Your assignment
After locating the line with "timetable, oldest first." in the data that follows, return it and every later line exactly, up to and including the line with "not been superseded.".

━━━ The data ━━━

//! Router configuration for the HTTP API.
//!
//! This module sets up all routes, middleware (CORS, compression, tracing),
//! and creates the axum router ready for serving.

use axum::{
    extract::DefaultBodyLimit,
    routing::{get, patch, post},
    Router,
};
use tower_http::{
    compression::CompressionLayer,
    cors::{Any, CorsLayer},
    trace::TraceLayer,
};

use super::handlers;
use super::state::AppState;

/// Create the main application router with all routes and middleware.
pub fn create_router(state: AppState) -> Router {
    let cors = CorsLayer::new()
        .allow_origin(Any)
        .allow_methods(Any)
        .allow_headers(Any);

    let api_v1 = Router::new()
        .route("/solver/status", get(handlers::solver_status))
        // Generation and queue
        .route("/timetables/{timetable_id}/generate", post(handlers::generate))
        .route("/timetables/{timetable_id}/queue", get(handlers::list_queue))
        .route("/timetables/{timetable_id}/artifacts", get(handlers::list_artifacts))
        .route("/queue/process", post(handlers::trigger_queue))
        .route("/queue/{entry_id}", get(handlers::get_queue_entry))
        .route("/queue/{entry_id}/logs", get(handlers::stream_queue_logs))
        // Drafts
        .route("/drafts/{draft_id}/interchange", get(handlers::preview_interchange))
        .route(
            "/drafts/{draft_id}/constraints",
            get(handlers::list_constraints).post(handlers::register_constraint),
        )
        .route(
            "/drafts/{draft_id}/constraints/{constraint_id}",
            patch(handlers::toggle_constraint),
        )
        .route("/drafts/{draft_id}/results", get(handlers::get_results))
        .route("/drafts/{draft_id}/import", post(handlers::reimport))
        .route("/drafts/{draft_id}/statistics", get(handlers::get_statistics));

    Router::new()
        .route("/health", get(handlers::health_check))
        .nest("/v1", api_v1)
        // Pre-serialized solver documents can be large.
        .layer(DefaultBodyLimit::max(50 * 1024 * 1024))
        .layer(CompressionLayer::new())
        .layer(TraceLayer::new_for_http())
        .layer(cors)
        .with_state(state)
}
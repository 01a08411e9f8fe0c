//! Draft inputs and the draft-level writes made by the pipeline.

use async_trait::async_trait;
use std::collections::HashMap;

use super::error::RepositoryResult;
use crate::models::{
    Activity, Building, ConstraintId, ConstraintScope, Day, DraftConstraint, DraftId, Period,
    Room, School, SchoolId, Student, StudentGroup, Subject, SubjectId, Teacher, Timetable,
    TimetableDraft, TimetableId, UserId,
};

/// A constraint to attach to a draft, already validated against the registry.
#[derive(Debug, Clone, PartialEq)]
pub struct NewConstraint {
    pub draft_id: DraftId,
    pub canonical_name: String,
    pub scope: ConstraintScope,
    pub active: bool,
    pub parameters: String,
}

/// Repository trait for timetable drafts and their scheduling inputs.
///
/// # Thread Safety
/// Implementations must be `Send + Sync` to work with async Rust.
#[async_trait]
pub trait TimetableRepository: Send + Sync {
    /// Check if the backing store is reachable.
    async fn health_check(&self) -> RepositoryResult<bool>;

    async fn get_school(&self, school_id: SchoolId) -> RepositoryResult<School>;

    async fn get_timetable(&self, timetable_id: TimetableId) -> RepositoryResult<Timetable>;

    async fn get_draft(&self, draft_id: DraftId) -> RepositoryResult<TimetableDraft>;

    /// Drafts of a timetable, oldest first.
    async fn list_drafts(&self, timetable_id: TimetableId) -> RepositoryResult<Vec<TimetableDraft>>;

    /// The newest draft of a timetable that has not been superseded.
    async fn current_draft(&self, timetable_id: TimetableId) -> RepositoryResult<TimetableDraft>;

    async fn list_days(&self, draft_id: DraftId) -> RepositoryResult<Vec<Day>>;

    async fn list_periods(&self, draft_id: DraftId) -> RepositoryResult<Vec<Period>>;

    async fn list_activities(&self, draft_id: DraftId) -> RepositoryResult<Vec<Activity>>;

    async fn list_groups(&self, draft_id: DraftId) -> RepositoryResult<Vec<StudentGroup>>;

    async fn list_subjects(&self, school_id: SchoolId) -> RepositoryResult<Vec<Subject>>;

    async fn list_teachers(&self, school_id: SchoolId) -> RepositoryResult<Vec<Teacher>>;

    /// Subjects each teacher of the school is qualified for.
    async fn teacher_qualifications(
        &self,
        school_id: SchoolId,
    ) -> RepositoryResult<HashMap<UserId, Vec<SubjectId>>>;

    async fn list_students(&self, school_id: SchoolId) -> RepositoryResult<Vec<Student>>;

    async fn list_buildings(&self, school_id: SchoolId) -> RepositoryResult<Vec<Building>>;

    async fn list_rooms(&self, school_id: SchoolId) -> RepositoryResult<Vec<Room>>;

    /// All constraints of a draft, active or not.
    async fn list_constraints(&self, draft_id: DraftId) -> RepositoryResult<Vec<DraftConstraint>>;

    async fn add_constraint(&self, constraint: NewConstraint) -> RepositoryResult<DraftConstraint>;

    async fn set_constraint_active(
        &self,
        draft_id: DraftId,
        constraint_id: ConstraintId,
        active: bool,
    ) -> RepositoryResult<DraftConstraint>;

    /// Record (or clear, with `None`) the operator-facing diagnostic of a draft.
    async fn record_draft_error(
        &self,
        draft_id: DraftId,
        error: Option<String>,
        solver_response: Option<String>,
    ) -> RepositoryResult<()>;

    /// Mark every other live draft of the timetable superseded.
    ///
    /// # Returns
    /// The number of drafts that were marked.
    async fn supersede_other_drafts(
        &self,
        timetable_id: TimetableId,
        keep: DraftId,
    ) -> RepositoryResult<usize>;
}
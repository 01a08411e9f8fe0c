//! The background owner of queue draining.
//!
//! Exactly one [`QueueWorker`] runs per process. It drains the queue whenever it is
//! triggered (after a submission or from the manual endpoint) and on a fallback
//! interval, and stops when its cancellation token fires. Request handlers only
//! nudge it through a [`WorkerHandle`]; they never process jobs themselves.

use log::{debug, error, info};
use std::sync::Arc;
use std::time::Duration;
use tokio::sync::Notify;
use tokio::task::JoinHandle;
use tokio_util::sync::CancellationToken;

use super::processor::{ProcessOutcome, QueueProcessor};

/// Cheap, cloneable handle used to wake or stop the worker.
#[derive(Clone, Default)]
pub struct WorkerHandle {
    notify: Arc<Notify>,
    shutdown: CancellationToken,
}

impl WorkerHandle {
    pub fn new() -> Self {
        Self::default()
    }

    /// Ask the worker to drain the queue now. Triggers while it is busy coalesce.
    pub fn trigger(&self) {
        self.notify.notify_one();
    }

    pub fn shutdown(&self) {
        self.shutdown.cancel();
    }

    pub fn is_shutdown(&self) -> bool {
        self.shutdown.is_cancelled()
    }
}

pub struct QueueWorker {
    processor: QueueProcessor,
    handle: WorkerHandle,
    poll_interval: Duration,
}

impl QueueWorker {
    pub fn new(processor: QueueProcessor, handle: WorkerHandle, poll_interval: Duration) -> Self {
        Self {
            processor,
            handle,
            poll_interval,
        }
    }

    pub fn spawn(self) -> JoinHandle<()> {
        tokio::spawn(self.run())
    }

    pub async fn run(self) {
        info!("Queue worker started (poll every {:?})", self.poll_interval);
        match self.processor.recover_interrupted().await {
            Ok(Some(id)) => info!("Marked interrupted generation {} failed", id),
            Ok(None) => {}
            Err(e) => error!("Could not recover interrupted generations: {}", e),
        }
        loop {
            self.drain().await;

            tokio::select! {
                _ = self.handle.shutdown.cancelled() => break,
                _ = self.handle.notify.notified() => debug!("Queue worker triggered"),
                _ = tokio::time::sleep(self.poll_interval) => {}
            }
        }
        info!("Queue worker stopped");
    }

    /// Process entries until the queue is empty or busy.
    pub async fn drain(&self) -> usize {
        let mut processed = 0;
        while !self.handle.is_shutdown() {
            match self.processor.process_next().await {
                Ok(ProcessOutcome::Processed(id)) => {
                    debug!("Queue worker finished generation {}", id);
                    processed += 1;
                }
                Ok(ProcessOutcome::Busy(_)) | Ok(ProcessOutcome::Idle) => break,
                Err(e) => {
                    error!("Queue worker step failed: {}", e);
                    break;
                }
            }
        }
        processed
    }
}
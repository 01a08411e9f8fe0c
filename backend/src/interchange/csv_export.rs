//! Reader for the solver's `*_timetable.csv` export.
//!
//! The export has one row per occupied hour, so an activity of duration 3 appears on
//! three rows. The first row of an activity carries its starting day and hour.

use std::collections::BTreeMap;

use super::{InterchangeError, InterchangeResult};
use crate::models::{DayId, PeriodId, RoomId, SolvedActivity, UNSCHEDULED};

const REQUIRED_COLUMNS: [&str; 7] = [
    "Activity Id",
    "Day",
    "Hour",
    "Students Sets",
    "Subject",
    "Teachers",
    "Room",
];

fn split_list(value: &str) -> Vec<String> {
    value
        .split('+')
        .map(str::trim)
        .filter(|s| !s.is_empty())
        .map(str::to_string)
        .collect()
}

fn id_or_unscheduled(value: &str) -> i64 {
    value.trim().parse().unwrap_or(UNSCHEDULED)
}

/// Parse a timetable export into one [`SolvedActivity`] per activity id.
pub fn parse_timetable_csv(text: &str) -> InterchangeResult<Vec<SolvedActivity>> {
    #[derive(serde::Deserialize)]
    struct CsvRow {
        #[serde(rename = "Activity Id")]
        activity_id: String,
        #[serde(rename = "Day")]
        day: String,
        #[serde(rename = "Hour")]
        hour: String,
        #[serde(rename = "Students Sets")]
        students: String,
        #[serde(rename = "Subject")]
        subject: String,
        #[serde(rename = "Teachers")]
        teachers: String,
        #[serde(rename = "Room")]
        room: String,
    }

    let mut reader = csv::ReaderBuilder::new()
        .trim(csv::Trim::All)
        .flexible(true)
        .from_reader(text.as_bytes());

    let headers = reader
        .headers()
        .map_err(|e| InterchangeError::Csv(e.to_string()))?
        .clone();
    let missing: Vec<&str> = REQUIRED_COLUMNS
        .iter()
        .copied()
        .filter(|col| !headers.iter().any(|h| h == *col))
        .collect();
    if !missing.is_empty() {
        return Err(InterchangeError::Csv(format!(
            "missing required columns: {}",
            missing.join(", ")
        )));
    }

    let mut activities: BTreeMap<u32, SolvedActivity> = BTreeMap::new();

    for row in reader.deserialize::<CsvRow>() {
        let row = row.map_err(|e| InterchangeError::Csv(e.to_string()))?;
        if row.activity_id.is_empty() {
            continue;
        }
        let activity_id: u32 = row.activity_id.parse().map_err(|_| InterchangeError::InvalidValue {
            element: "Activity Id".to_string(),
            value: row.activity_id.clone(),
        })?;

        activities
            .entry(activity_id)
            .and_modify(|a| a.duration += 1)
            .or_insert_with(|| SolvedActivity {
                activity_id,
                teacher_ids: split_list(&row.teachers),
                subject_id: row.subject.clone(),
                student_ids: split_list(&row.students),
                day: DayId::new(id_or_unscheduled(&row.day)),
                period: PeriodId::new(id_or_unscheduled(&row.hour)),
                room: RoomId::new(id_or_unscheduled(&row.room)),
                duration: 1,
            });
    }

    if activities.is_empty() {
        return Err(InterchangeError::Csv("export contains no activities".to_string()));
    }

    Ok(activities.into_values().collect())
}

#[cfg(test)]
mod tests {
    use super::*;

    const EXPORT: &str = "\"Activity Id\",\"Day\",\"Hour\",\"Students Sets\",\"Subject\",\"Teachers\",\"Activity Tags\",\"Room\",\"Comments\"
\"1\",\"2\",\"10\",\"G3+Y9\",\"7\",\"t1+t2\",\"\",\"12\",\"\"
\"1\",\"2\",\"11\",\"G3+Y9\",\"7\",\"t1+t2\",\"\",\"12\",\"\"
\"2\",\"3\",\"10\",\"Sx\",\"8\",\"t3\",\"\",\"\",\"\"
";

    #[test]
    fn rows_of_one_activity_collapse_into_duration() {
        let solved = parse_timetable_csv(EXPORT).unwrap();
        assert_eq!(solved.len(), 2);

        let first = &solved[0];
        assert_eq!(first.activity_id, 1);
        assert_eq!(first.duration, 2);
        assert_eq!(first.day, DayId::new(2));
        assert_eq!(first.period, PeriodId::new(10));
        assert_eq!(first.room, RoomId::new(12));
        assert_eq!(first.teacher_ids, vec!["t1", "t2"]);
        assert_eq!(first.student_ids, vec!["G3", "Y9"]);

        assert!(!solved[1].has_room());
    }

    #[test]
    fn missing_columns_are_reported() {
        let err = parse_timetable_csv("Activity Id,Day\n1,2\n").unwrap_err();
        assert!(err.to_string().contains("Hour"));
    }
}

━━━

Task result
    /// Drafts of a timetable, oldest first.
    async fn list_drafts(&self, timetable_id: TimetableId) -> RepositoryResult<Vec<TimetableDraft>>;

    /// The newest draft of a timetable that has not been superseded.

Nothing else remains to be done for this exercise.